The Digital Shelf Requires Digital Packaging
The following is the third in a three-part series from Edge by Ascential on e-commerce packaging optimization and the challenges and opportunities of translating packaging strategies to the digital shelf. The first part examined Amazon’s frustration-free packaging requirements and the second the need to reconsider pack sizes for the digital shelf.
“We already have a database of product images.

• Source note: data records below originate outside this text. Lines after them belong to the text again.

//! # Integration Test Flows
//!
//! Tests that SC producers, the ledger and SC consumers agree on the
//! payload format when they only share the outer transactions.
//!
//! ## Flows Tested:
//!
//! 1. **Producer → Consumer**: requests posted to a contract are answered by
//!    a state transition that references them by `RequestId`
//! 2. **Mixed ledger scan**: SC transactions are found among plain ones,
//!    concurrently, with consistent statistics
//! 3. **Config mismatch**: a framed producer and an unframed consumer fail
//!    loudly instead of misreading blocks

#[cfg(test)]
mod tests {
    use std::sync::Arc;
    use std::thread;

    use parking_lot::Mutex;
    use rand::rngs::StdRng;
    use rand::{Rng, SeedableRng};

    use qc_18_sc_transactions::prelude::*;

    // =============================================================================
    // TEST FIXTURES
    // =============================================================================

    fn contract(seed: u8) -> ScId {
        ScId::new(
            &Address::new(Address::VERSION_ED25519, [seed; 32]),
            &Color([seed; 32]),
        )
    }

    /// Ledger of outer transactions, in order.
    struct Ledger {
        transactions: Vec<InMemoryLedgerTransaction>,
    }

    impl Ledger {
        fn new() -> Self {
            Self {
                transactions: Vec::new(),
            }
        }

        fn next_id(&self) -> TransactionId {
            let mut id = [0u8; 32];
            id[..8].copy_from_slice(&(self.transactions.len() as u64 + 1).to_be_bytes());
            TransactionId(id)
        }

        fn post_plain(&mut self, rng: &mut StdRng) {
            let len = rng.gen_range(0..300);
            let data = (0..len).map(|_| rng.gen()).collect();
            let tx = InMemoryLedgerTransaction::with_payload(self.next_id(), data);
            self.transactions.push(tx);
        }

        fn post_sc(&mut self, service: &ScPayloadService, payload: &ScPayload) -> TransactionId {
            let id = self.next_id();
            let mut tx = InMemoryLedgerTransaction::new(id);
            service.attach(&mut tx, payload).unwrap();
            self.transactions.push(tx);
            id
        }
    }

    // =============================================================================
    // PRODUCER → CONSUMER
    // =============================================================================

    #[test]
    fn test_request_answered_by_state_transition() {
        let service = ScPayloadService::new(ServiceConfig::default()).unwrap();
        let scid = contract(0x0C);
        let mut ledger = Ledger::new();

        // origin state
        let origin = ScPayload::new(Some(StateBlock::new(scid, 0, RequestId::ZERO)), vec![]);
        ledger.post_sc(&service, &origin);

        // a client posts two requests in one transaction
        let request_tx = ledger.post_sc(
            &service,
            &ScPayload::new(None, vec![RequestBlock::new(scid), RequestBlock::new(scid)]),
        );

        // the consumer reads them back and answers the second one
        let requests_view = Transaction::parse(&ledger.transactions[1], service.codec()).unwrap();
        let answered = requests_view.request_id(1).unwrap();
        assert_eq!(answered.transaction_id(), request_tx);

        let next_state = StateBlock::new(scid, 1, answered)
            .with_timestamp(1_700_000_000)
            .with_state_update_hash(HashValue([0x5A; 32]));
        ledger.post_sc(&service, &ScPayload::new(Some(next_state.clone()), vec![]));

        let states: Vec<StateBlock> = ledger
            .transactions
            .iter()
            .filter_map(|tx| service.inspect(tx).unwrap())
            .filter_map(|payload| payload.state_block)
            .collect();
        assert_eq!(states.len(), 2);
        assert!(states[0].is_origin());
        assert!(states[0].is_checkpoint());
        assert_eq!(states[1], next_state);
        assert_eq!(states[1].request_id().index(), 1);
        assert_eq!(states[1].request_id().transaction_id(), request_tx);
    }

    // =============================================================================
    // MIXED LEDGER SCAN
    // =============================================================================

    #[test]
    fn test_concurrent_scan_of_mixed_ledger() {
        let service = Arc::new(ScPayloadService::new(ServiceConfig::default()).unwrap());
        let mut rng = StdRng::seed_from_u64(18);
        let mut ledger = Ledger::new();
        let mut posted = Vec::new();

        for i in 0..200u32 {
            if i % 5 == 0 {
                let requests = (0..rng.gen_range(1..8))
                    .map(|_| RequestBlock::new(contract(rng.gen())))
                    .collect();
                let payload = ScPayload::new(None, requests);
                posted.push((ledger.post_sc(&service, &payload), payload));
            } else {
                ledger.post_plain(&mut rng);
            }
        }

        let ledger = Arc::new(ledger.transactions);
        let found = Arc::new(Mutex::new(Vec::new()));
        let workers: Vec<_> = (0..4)
            .map(|worker| {
                let service = Arc::clone(&service);
                let ledger = Arc::clone(&ledger);
                let found = Arc::clone(&found);
                thread::spawn(move || {
                    for tx in ledger.iter().skip(worker).step_by(4) {
                        if let Some(payload) = service.inspect(tx).unwrap() {
                            found.lock().push((tx.id(), payload));
                        }
                    }
                })
            })
            .collect();
        for worker in workers {
            worker.join().unwrap();
        }

        let mut found = found.lock().clone();
        found.sort_by_key(|(id, _)| *id);
        assert_eq!(found, posted);

        let stats = service.stats();
        assert_eq!(stats.inspected, 200);
        assert_eq!(stats.decoded, 40);
        assert_eq!(stats.non_sc, 160);
        assert_eq!(stats.encoded, 40);
        assert_eq!(stats.decode_failures, 0);
    }

    // =============================================================================
    // CONFIG MISMATCH
    // =============================================================================

    #[test]
    fn test_framing_mismatch_is_detected() {
        let producer = ScPayloadService::new(ServiceConfig {
            codec: CodecConfig::default()
                .with_request_body_framing(RequestBodyFraming::LengthPrefixed),
            skip_sniff: false,
        })
        .unwrap();
        let consumer = ScPayloadService::new(ServiceConfig::default()).unwrap();

        let mut tx = InMemoryLedgerTransaction::new(TransactionId([7; 32]));
        let payload = ScPayload::new(
            None,
            vec![RequestBlock::with_body(contract(1), b"call".to_vec())],
        );
        producer.attach(&mut tx, &payload).unwrap();

        // same chain-id prefix, so the sniff test still passes
        assert!(looks_like_sc_payload(tx.data_payload()));
        assert_eq!(producer.inspect(&tx).unwrap(), Some(payload));
        assert_eq!(
            consumer.inspect(&tx),
            Err(CodecError::TrailingData { remaining: 6 })
        );
        assert_eq!(consumer.stats().decode_failures, 1);
    }
}
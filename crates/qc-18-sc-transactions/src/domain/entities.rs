//! # Domain Entities
//!
//! The blocks carried in an SC payload.

use super::identifiers::{HashValue, RequestId, ScId};
use serde::{Deserialize, Serialize};

// =============================================================================
// STATE BLOCK
// =============================================================================

/// One state transition of a smart contract.
///
/// The previous state is determined by the chain transfer of the SC token in
/// the value part of the outer transaction, not by anything in this block.
#[derive(Debug, Clone, PartialEq, Eq, Serialize, Deserialize)]
pub struct StateBlock {
    /// Contract whose state is updated.
    scid: ScId,
    /// Monotonic state sequence; 0 for the origin transaction.
    state_index: u32,
    /// Unix timestamp; 0 means the transaction is not timestamped.
    timestamp: i64,
    /// Request whose execution produced this state. Fixed at construction.
    request_id: RequestId,
    /// Hash of the updated state. `None` marks a timestamp-only checkpoint.
    state_update_hash: Option<HashValue>,
}

impl StateBlock {
    /// Creates a state block. The originating request is mandatory and
    /// cannot be changed afterwards.
    #[must_use]
    pub fn new(scid: ScId, state_index: u32, request_id: RequestId) -> Self {
        Self {
            scid,
            state_index,
            timestamp: 0,
            request_id,
            state_update_hash: None,
        }
    }

    /// Sets the Unix timestamp.
    #[must_use]
    pub fn with_timestamp(mut self, timestamp: i64) -> Self {
        self.timestamp = timestamp;
        self
    }

    /// Sets the hash of the updated state.
    #[must_use]
    pub fn with_state_update_hash(mut self, hash: HashValue) -> Self {
        self.state_update_hash = Some(hash);
        self
    }

    /// Contract whose state is updated.
    #[must_use]
    pub const fn scid(&self) -> &ScId {
        &self.scid
    }

    /// Position of this state in the contract's chain.
    #[must_use]
    pub const fn state_index(&self) -> u32 {
        self.state_index
    }

    /// Unix timestamp, 0 if not timestamped.
    #[must_use]
    pub const fn timestamp(&self) -> i64 {
        self.timestamp
    }

    /// Request whose execution produced this state.
    #[must_use]
    pub const fn request_id(&self) -> &RequestId {
        &self.request_id
    }

    /// Hash of the updated state, if the content changed.
    #[must_use]
    pub const fn state_update_hash(&self) -> Option<&HashValue> {
        self.state_update_hash.as_ref()
    }

    /// True when the block carries no content change.
    #[must_use]
    pub const fn is_checkpoint(&self) -> bool {
        self.state_update_hash.is_none()
    }

    /// True for the contract's first state.
    #[must_use]
    pub const fn is_origin(&self) -> bool {
        self.state_index == 0
    }
}

// =============================================================================
// REQUEST BLOCK
// =============================================================================

/// One request addressed to a smart contract.
#[derive(Debug, Clone, PartialEq, Eq, Default, Serialize, Deserialize)]
pub struct RequestBlock {
    scid: ScId,
    /// Request arguments. Reserved extension area.
    body: Vec<u8>,
}

impl RequestBlock {
    /// Request block with an empty body.
    #[must_use]
    pub fn new(scid: ScId) -> Self {
        Self {
            scid,
            body: Vec::new(),
        }
    }

    /// Request block carrying `body`.
    #[must_use]
    pub fn with_body(scid: ScId, body: Vec<u8>) -> Self {
        Self { scid, body }
    }

    /// Contract the request is addressed to.
    #[must_use]
    pub const fn scid(&self) -> &ScId {
        &self.scid
    }

    /// Request arguments.
    #[must_use]
    pub fn body(&self) -> &[u8] {
        &self.body
    }
}

// =============================================================================
// SC PAYLOAD
// =============================================================================

/// Everything an SC payload carries: at most one state block and an ordered
/// list of request blocks.
#[derive(Debug, Clone, PartialEq, Eq, Default, Serialize, Deserialize)]
pub struct ScPayload {
    /// Optional state transition.
    pub state_block: Option<StateBlock>,
    /// Requests, in wire order.
    pub request_blocks: Vec<RequestBlock>,
}

impl ScPayload {
    /// Payload from its parts.
    #[must_use]
    pub fn new(state_block: Option<StateBlock>, request_blocks: Vec<RequestBlock>) -> Self {
        Self {
            state_block,
            request_blocks,
        }
    }

    /// True if there is nothing to encode.
    #[must_use]
    pub fn is_empty(&self) -> bool {
        self.state_block.is_none() && self.request_blocks.is_empty()
    }

    /// Chain id of the first block on the wire: the state block's if present,
    /// otherwise the first request block's.
    #[must_use]
    pub fn first_scid(&self) -> Option<&ScId> {
        self.state_block
            .as_ref()
            .map(StateBlock::scid)
            .or_else(|| self.request_blocks.first().map(RequestBlock::scid))
    }

    /// Splits the payload into its state block and request blocks.
    #[must_use]
    pub fn into_parts(self) -> (Option<StateBlock>, Vec<RequestBlock>) {
        (self.state_block, self.request_blocks)
    }
}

Let’s just use those and copy the text from the back of the package for the product descriptions.”
This argument was heard in the halls of brand marketers 15 years ago, but it also was used somewhere last week and is sure to be repeated again tomorrow. It seems perfectly logical: If packaging designs and strategies work in brick-and-mortar retail, why not online as well? But shopping the digital shelf is vastly different from shopping the physical store. We need to challenge our assumptions about how traditional packaging works and create new solutions specific to the online channel.
Packaging vs. the Product Detail Page
When most brands think about selling their products online, they think about the content they need for the product detail page (PDP). Amazon, Walmart.com, and other e-commerce platforms each have their own version of a PDP, and brands just need to fill in the blanks of an item set-up form: an image, some bullet points, a product description and some technical details. Since these are already on the package, the easiest thing to do is simply copy everything from there. Job done, right?
Perhaps, but that won’t drive success.
Consider the last time you went shopping for something new; perhaps you wanted to try a new type of shampoo or were considering what cold medicine to buy. As you approached the shelf, logos, colors and shapes started catching your eye. As you drew closer, you picked up a product and probably began studying the front, back and sides of the package.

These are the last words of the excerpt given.